(Saved data entries)
· · · · · · ·

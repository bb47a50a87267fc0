//! Statistics calculation engine.
//!
//! Computes derived metrics from raw stat counters:
//! - Batting average and display defaults for best figures
//! - Leaderboard ranking
//! - Milestone counts
//! - Dashboard summaries

pub mod milestones;
pub mod ranking;
pub mod summary;

use serde::Serialize;

use crate::models::StatRecord;

pub use milestones::{count_milestones, count_qualifying, Milestone, MilestoneCounts};
pub use ranking::{rank, LeaderboardKind};
pub use summary::DashboardSummary;

/// Shown when a player has no recorded best innings.
pub const DEFAULT_BEST_BATTING: &str = "0 (0)";

/// Shown when a player has no recorded best bowling figures.
pub const DEFAULT_BEST_BOWLING: &str = "0/0";

/// Round to two decimal places.
fn round2(value: f64) -> f64 {
    (value * 100.0).round() / 100.0
}

/// Calculate batting average from runs and matches, rounded to 2 places.
pub fn compute_average(runs: u32, matches: u32) -> f64 {
    if matches == 0 {
        0.0
    } else {
        round2(runs as f64 / matches as f64)
    }
}

/// Best batting figures for display.
pub fn format_best_batting(value: Option<&str>) -> String {
    present_or(value, DEFAULT_BEST_BATTING)
}

/// Best bowling figures for display.
pub fn format_best_bowling(value: Option<&str>) -> String {
    present_or(value, DEFAULT_BEST_BOWLING)
}

fn present_or(value: Option<&str>, default: &str) -> String {
    match value {
        Some(v) if !v.trim().is_empty() => v.to_string(),
        _ => default.to_string(),
    }
}

/// Parse a hand-typed numeric field, coercing anything unusable to 0.
pub fn parse_numeric_or_zero(input: &str) -> f64 {
    match input.trim().parse::<f64>() {
        Ok(v) if v.is_finite() && v >= 0.0 => v,
        _ => 0.0,
    }
}

/// Display-ready metrics for a single player's dashboard.
#[derive(Debug, Clone, PartialEq, Serialize)]
#[serde(rename_all = "camelCase")]
pub struct DerivedMetrics {
    pub matches: u32,
    pub runs: u32,
    pub average: f64,
    pub strike_rate: f64,
    pub best_batting: String,
    pub wickets: u32,
    pub economy: f64,
    pub best_bowling: String,
}

impl DerivedMetrics {
    /// Build from a stored record.
    ///
    /// Average is the stored value, not recomputed: only counter
    /// increments refresh it.
    pub fn from_record(record: &StatRecord) -> Self {
        Self {
            matches: record.batting.matches,
            runs: record.batting.runs,
            average: record.batting.average,
            strike_rate: record.batting.strike_rate,
            best_batting: format_best_batting(record.batting.best_batting.as_deref()),
            wickets: record.bowling.wickets,
            economy: record.bowling.economy,
            best_bowling: format_best_bowling(record.bowling.best_bowling.as_deref()),
        }
    }
}

#[cfg(test)]
mod tests {
    use super::*;

    #[test]
    fn test_compute_average() {
        assert_eq!(compute_average(540, 12), 45.0);
        assert_eq!(compute_average(100, 3), 33.33);
        assert_eq!(compute_average(200, 3), 66.67);
    }

    #[test]
    fn test_compute_average_zero_matches() {
        for runs in [0, 1, 99, 10_000, u32::MAX] {
            assert_eq!(compute_average(runs, 0), 0.0);
        }
    }

    #[test]
    fn test_compute_average_zero_runs() {
        for matches in 1..=1000 {
            let avg = compute_average(0, matches);
            assert_eq!(avg, 0.0);
            assert!(avg.is_finite());
        }
    }

    #[test]
    fn test_compute_average_matches_rounded_division() {
        for matches in 1..=50u32 {
            for runs in [1u32, 7, 33, 101, 999] {
                let expected = ((runs as f64 / matches as f64) * 100.0).round() / 100.0;
                assert_eq!(compute_average(runs, matches), expected);
            }
        }
    }

    #[test]
    fn test_format_best_batting() {
        assert_eq!(format_best_batting(None), "0 (0)");
        assert_eq!(format_best_batting(None), "0 (0)");
        assert_eq!(format_best_batting(Some("105 (58)")), "105 (58)");
        assert_eq!(format_best_batting(Some("  ")), "0 (0)");
    }

    #[test]
    fn test_format_best_bowling() {
        assert_eq!(format_best_bowling(None), "0/0");
        assert_eq!(format_best_bowling(Some("5/32")), "5/32");
    }

    #[test]
    fn test_parse_numeric_or_zero() {
        assert_eq!(parse_numeric_or_zero("131.5"), 131.5);
        assert_eq!(parse_numeric_or_zero(" 7 "), 7.0);
        assert_eq!(parse_numeric_or_zero("abc"), 0.0);
        assert_eq!(parse_numeric_or_zero(""), 0.0);
        assert_eq!(parse_numeric_or_zero("NaN"), 0.0);
        assert_eq!(parse_numeric_or_zero("inf"), 0.0);
        assert_eq!(parse_numeric_or_zero("-4.2"), 0.0);
    }

    #[test]
    fn test_derived_metrics_defaults() {
        let record = StatRecord::zeroed("new");
        let metrics = DerivedMetrics::from_record(&record);

        assert_eq!(metrics.average, 0.0);
        assert_eq!(metrics.strike_rate, 0.0);
        assert_eq!(metrics.economy, 0.0);
        assert_eq!(metrics.best_batting, "0 (0)");
        assert_eq!(metrics.best_bowling, "0/0");
    }

    #[test]
    fn test_derived_metrics_keeps_stored_average() {
        let mut record = StatRecord::zeroed("bulk");
        record.batting.runs = 300;
        record.batting.matches = 10;
        record.batting.average = 12.5;

        let metrics = DerivedMetrics::from_record(&record);
        assert_eq!(metrics.average, 12.5);
    }
}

· · · · · · ·

Where does the string "summary" occur in the data above? Copy every line that holds it.

pub mod summary;
pub use summary::DashboardSummary;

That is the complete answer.